▶ [What this task involves] The records that follow must be repeated exactly, line by line.

·····

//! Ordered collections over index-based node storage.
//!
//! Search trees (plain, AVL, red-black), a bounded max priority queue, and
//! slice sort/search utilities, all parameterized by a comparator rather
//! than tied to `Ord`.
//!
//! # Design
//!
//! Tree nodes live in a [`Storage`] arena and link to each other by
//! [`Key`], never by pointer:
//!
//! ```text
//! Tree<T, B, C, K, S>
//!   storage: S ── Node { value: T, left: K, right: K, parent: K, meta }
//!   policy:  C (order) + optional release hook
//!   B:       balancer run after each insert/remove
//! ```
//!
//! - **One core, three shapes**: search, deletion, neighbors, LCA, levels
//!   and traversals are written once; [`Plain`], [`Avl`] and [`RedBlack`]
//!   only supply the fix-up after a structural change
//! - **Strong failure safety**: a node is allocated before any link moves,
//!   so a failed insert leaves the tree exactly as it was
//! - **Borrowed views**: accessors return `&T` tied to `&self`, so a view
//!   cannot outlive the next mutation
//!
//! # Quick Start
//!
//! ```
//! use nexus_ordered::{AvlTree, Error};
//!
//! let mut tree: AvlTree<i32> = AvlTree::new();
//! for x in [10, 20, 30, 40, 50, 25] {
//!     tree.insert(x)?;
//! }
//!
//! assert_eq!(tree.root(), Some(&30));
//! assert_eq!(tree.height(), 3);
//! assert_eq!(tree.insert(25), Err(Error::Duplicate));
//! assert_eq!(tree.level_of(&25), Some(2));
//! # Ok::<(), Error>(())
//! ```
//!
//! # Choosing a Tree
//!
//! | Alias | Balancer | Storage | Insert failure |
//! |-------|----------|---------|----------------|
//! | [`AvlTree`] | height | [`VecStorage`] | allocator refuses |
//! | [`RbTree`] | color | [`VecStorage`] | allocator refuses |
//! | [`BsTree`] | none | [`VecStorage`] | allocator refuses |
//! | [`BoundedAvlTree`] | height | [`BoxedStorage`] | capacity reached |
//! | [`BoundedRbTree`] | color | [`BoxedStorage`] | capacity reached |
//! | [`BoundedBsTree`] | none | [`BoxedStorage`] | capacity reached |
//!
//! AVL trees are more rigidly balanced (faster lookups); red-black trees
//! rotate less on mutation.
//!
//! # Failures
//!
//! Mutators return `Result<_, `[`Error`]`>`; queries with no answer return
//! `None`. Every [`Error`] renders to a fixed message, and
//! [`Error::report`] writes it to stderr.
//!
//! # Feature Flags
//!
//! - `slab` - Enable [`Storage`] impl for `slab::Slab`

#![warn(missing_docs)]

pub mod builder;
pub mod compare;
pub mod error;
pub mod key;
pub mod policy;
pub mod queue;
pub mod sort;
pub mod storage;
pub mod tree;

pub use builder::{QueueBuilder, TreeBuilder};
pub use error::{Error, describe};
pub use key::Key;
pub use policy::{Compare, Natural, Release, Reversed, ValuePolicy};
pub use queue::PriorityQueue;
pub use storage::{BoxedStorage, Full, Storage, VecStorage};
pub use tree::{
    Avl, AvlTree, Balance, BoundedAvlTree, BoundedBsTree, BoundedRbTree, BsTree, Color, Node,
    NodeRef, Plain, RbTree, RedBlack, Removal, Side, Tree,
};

·····

▶ [Answer box]
//! Ordered collections over index-based node storage.
//!
//! Search trees (plain, AVL, red-black), a bounded max priority queue, and
//! slice sort/search utilities, all parameterized by a comparator rather
//! than tied to `Ord`.
//!
//! # Design
//!
//! Tree nodes live in a [`Storage`] arena and link to each other by
//! [`Key`], never by pointer:
//!
//! ```text
//! Tree<T, B, C, K, S>
//!   storage: S ── Node { value: T, left: K, right: K, parent: K, meta }
//!   policy:  C (order) + optional release hook
//!   B:       balancer run after each insert/remove
//! ```
//!
//! - **One core, three shapes**: search, deletion, neighbors, LCA, levels
//!   and traversals are written once; [`Plain`], [`Avl`] and [`RedBlack`]
//!   only supply the fix-up after a structural change
//! - **Strong failure safety**: a node is allocated before any link moves,
//!   so a failed insert leaves the tree exactly as it was
//! - **Borrowed views**: accessors return `&T` tied to `&self`, so a view
//!   cannot outlive the next mutation
//!
//! # Quick Start
//!
//! ```
//! use nexus_ordered::{AvlTree, Error};
//!
//! let mut tree: AvlTree<i32> = AvlTree::new();
//! for x in [10, 20, 30, 40, 50, 25] {
//!     tree.insert(x)?;
//! }
//!
//! assert_eq!(tree.root(), Some(&30));
//! assert_eq!(tree.height(), 3);
//! assert_eq!(tree.insert(25), Err(Error::Duplicate));
//! assert_eq!(tree.level_of(&25), Some(2));
//! # Ok::<(), Error>(())
//! ```
//!
//! # Choosing a Tree
//!
//! | Alias | Balancer | Storage | Insert failure |
//! |-------|----------|---------|----------------|
//! | [`AvlTree`] | height | [`VecStorage`] | allocator refuses |
//! | [`RbTree`] | color | [`VecStorage`] | allocator refuses |
//! | [`BsTree`] | none | [`VecStorage`] | allocator refuses |
//! | [`BoundedAvlTree`] | height | [`BoxedStorage`] | capacity reached |
//! | [`BoundedRbTree`] | color | [`BoxedStorage`] | capacity reached |
//! | [`BoundedBsTree`] | none | [`BoxedStorage`] | capacity reached |
//!
//! AVL trees are more rigidly balanced (faster lookups); red-black trees
//! rotate less on mutation.
//!
//! # Failures
//!
//! Mutators return `Result<_, `[`Error`]`>`; queries with no answer return
//! `None`. Every [`Error`] renders to a fixed message, and
//! [`Error::report`] writes it to stderr.
//!
//! # Feature Flags
//!
//! - `slab` - Enable [`Storage`] impl for `slab::Slab`

#![warn(missing_docs)]

pub mod builder;
pub mod compare;
pub mod error;
pub mod key;
pub mod policy;
pub mod queue;
pub mod sort;
pub mod storage;
pub mod tree;

pub use builder::{QueueBuilder, TreeBuilder};
pub use error::{Error, describe};
pub use key::Key;
pub use policy::{Compare, Natural, Release, Reversed, ValuePolicy};
pub use queue::PriorityQueue;
pub use storage::{BoxedStorage, Full, Storage, VecStorage};
pub use tree::{
    Avl, AvlTree, Balance, BoundedAvlTree, BoundedBsTree, BoundedRbTree, BsTree, Color, Node,
    NodeRef, Plain, RbTree, RedBlack, Removal, Side, Tree,
};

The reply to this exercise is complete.